Once in the elimination stage, it would behoove any team to avoid a matchup with Team USA for as long as possible. Such is a matter of survival; by delaying a potential encounter with the tournament favorites, a national team could better position itself to medal.
It will be worth tracking how that particular interest shapes the competitive dynamics of group play. That initial stage of the World Cup has its teams compete within their respective groups to determine bracket seeding. The format is not immune to manipulation, especially in the final games of that preliminary round. Teams in FIBA tournaments past have walked the line of what could be considered gamesmanship, as losing a game here or there offers real strategic value. It works to a team's benefit, for example, to have the third-best record in Group D rather than the second, or the fourth-best record in Group C rather than the third. The coaches in the tournament know this, but how it might influence their approach (if at all) remains to be seen.
What's in store for Derrick Rose?
The NBA world watches anxiously as Rose, who has played just 10 games in total over the past two seasons, returns to competitive play. Thus far Team USA has handled his situation delicately; Rose sat out one of USA's four exhibition games leading into the World Cup while also pacing himself in practices along the way. He may or may not be the team's starter at point guard, presumably depending on how his body holds up against a schedule that puts Team USA through five games in six days. It would be hard to know what to expect from Rose at this point under any circumstances, but the unique pacing of the World Cup and the star-studded makeup of Team USA make his status even trickier to predict. Will the lesser burden that comes in playing alongside other stars make things physically easier on Rose, allowing him to thrive? Or might Team USA be particularly wary with Rose given that players like Irving and Curry can handle the ball in his stead?
No one yet knows. Rose will likely be a mystery on a day-to-day basis for this team, both as he deals with his ailing knees and works through his rusty game.
Which team is the primary roadblock to a USA-Spain collision course?
At some point in the elimination stage, at least one of Spain or Team USA will be unexpectedly pushed to its limit. This is the beauty of the single-elimination format; although those two are the clear favorites to emerge from their respective sides of the bracket, all it takes is a single loss -- such as the one Spain suffered to Serbia in the second round of the 2010 World Cup -- to upend that expectation. Neither of these teams is invulnerable. But which opponent stands the best chance of crashing the much-anticipated USA-Spain final?
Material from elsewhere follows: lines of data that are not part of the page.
//! Database configuration module.
//!
//! This module handles the database connection and table creation using `SeaORM`.
//! Tables are generated from the entity definitions with `Schema::create_table_from_entity`,
//! so the schema always matches the Rust structs. Creation is idempotent (`IF NOT EXISTS`),
//! which lets the binary run against an existing database file.

use crate::entities::{
    AuditLog, Client, InventoryMovement, Invoice, OrderLine, Product, ProductionBatch,
    ProductionConsumption, ProductionOrder, SalesOrder, Sequence, Supplier, Waste,
};
use crate::errors::Result;
use sea_orm::{
    ConnectionTrait, Database, DatabaseConnection, EntityTrait, Schema, sea_query::TableCreateStatement,
};
use tracing::{debug, info};

const DEFAULT_DATABASE_URL: &str = "sqlite://data/mfg_ledger.sqlite?mode=rwc";

/// Gets the database URL from the `DATABASE_URL` environment variable,
/// falling back to a local `SQLite` file.
#[must_use]
pub fn get_database_url() -> String {
    std::env::var("DATABASE_URL").unwrap_or_else(|_| DEFAULT_DATABASE_URL.to_string())
}

/// Establishes a connection to the database named by `DATABASE_URL`.
///
/// Falls back to a default local `SQLite` file if no environment variable is set.
pub async fn create_connection() -> Result<DatabaseConnection> {
    let database_url = get_database_url();
    info!("Connecting to database at {}", database_url);
    Database::connect(&database_url).await.map_err(Into::into)
}

fn table_for<E: EntityTrait>(schema: &Schema, entity: E) -> TableCreateStatement {
    let mut statement = schema.create_table_from_entity(entity);
    statement.if_not_exists();
    statement
}

/// Creates all tables that do not exist yet.
///
/// Parents are created before children so foreign keys resolve on every backend.
pub async fn create_tables<C: ConnectionTrait>(db: &C) -> Result<()> {
    let builder = db.get_database_backend();
    let schema = Schema::new(builder);

    let tables = [
        table_for(&schema, Supplier),
        table_for(&schema, Product),
        table_for(&schema, Client),
        table_for(&schema, Sequence),
        table_for(&schema, SalesOrder),
        table_for(&schema, OrderLine),
        table_for(&schema, Invoice),
        table_for(&schema, ProductionOrder),
        table_for(&schema, ProductionConsumption),
        table_for(&schema, ProductionBatch),
        table_for(&schema, Waste),
        table_for(&schema, InventoryMovement),
        table_for(&schema, AuditLog),
    ];

    for table in &tables {
        db.execute(builder.build(table)).await?;
    }
    debug!("Ensured {} tables exist", tables.len());

    Ok(())
}

#[cfg(test)]
mod tests {
    use super::*;
    use crate::entities::{
        inventory_movement::Model as MovementModel, product::Model as ProductModel,
        sales_order::Model as SalesOrderModel, sequence::Model as SequenceModel,
        supplier::Model as SupplierModel,
    };
    use sea_orm::QuerySelect;

    #[tokio::test]
    async fn test_create_tables() -> Result<()> {
        let db = Database::connect("sqlite::memory:").await?;
        create_tables(&db).await?;

        // Test that tables exist by querying them
        let _: Vec<ProductModel> = Product::find().limit(1).all(&db).await?;
        let _: Vec<MovementModel> = InventoryMovement::find().limit(1).all(&db).await?;
        let _: Vec<SalesOrderModel> = SalesOrder::find().limit(1).all(&db).await?;
        let _: Vec<SequenceModel> = Sequence::find().limit(1).all(&db).await?;
        let _: Vec<SupplierModel> = Supplier::find().limit(1).all(&db).await?;

        Ok(())
    }

    #[tokio::test]
    async fn test_create_tables_is_idempotent() -> Result<()> {
        let db = Database::connect("sqlite::memory:").await?;
        create_tables(&db).await?;
        create_tables(&db).await?;

        let _: Vec<ProductModel> = Product::find().limit(1).all(&db).await?;
        Ok(())
    }

    #[test]
    fn test_database_url_has_default() {
        assert!(!get_database_url().is_empty());
    }
}
//! Entity module - Contains all SeaORM entity definitions for the database.
//! These entities represent the database tables and their relationships.
//! Each entity has a Model struct for data and an Entity struct for operations.

pub mod audit_log;
pub mod client;
pub mod inventory_movement;
pub mod invoice;
pub mod order_line;
pub mod product;
pub mod production_batch;
pub mod production_consumption;
pub mod production_order;
pub mod sales_order;
pub mod sequence;
pub mod supplier;
pub mod waste;

// Re-export specific types to avoid conflicts
pub use audit_log::{Column as AuditLogColumn, Entity as AuditLog, Model as AuditLogModel};
pub use client::{Column as ClientColumn, Entity as Client, Model as ClientModel};
pub use inventory_movement::{
    Column as InventoryMovementColumn, Entity as InventoryMovement,
    Model as InventoryMovementModel, MovementType,
};
pub use invoice::{Column as InvoiceColumn, Entity as Invoice, InvoiceStatus, Model as InvoiceModel};
pub use order_line::{Column as OrderLineColumn, Entity as OrderLine, Model as OrderLineModel};
pub use product::{Column as ProductColumn, Entity as Product, Model as ProductModel, ProductType};
pub use production_batch::{
    BatchQuality, Column as ProductionBatchColumn, Entity as ProductionBatch,
    Model as ProductionBatchModel,
};
pub use production_consumption::{
    Column as ProductionConsumptionColumn, Entity as ProductionConsumption,
    Model as ProductionConsumptionModel,
};
pub use production_order::{
    Column as ProductionOrderColumn, Entity as ProductionOrder, Model as ProductionOrderModel,
    Priority, ProductionOrderStatus,
};
pub use sales_order::{
    Column as SalesOrderColumn, Entity as SalesOrder, Model as SalesOrderModel, SalesOrderStatus,
};
pub use sequence::{Column as SequenceColumn, Entity as Sequence, Model as SequenceModel};
pub use supplier::{Column as SupplierColumn, Entity as Supplier, Model as SupplierModel};
pub use waste::{Column as WasteColumn, Entity as Waste, Model as WasteModel};
/// Database configuration and connection management
pub mod database;

/// Application settings and catalog seed loading from config.toml
pub mod settings;
//! Order line entity - One product, quantity and unit price within a sales order.

use sea_orm::entity::prelude::*;
use serde::{Deserialize, Serialize};

/// Order line database model
#[derive(Clone, Debug, PartialEq, Eq, DeriveEntityModel, Serialize, Deserialize)]
#[sea_orm(table_name = "order_lines")]
pub struct Model {
    #[sea_orm(primary_key)]
    pub id: i64,
    pub order_id: i64,
    pub product_id: i64,
    pub quantity: Decimal,
    /// Unit price agreed for this order
    pub price: Decimal,
}

#[derive(Copy, Clone, Debug, EnumIter, DeriveRelation)]
pub enum Relation {
    #[sea_orm(
        belongs_to = "super::sales_order::Entity",
        from = "Column::OrderId",
        to = "super::sales_order::Column::Id"
    )]
    SalesOrder,
    #[sea_orm(
        belongs_to = "super::product::Entity",
        from = "Column::ProductId",
        to = "super::product::Column::Id"
    )]
    Product,
}

impl Related<super::sales_order::Entity> for Entity {
    fn to() -> RelationDef {
        Relation::SalesOrder.def()
    }
}

impl Related<super::product::Entity> for Entity {
    fn to() -> RelationDef {
        Relation::Product.def()
    }
}

impl ActiveModelBehavior for ActiveModel {}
We'll have a better idea after seeing how teams fare in group play, though the answer likely depends on matchup specifics. Brazil stands a chance as the team that can best match up with Spain on its own terms. Tiago Splitter, Nene and Anderson Varejao are all terrific defenders who might pare down the value of the Gasol brothers and Serge Ibaka. Teams like Serbia or Croatia, on the other hand, could potentially unseat Spain by coming at them sideways -- with bigs comfortable on the perimeter, high-scoring wings and fairly high-functioning offenses. Team USA, for its part, doesn't face any glaring threats. Yet a Lithuania team on just the right day could provide a temporary scare, as might Slovenia or Australia.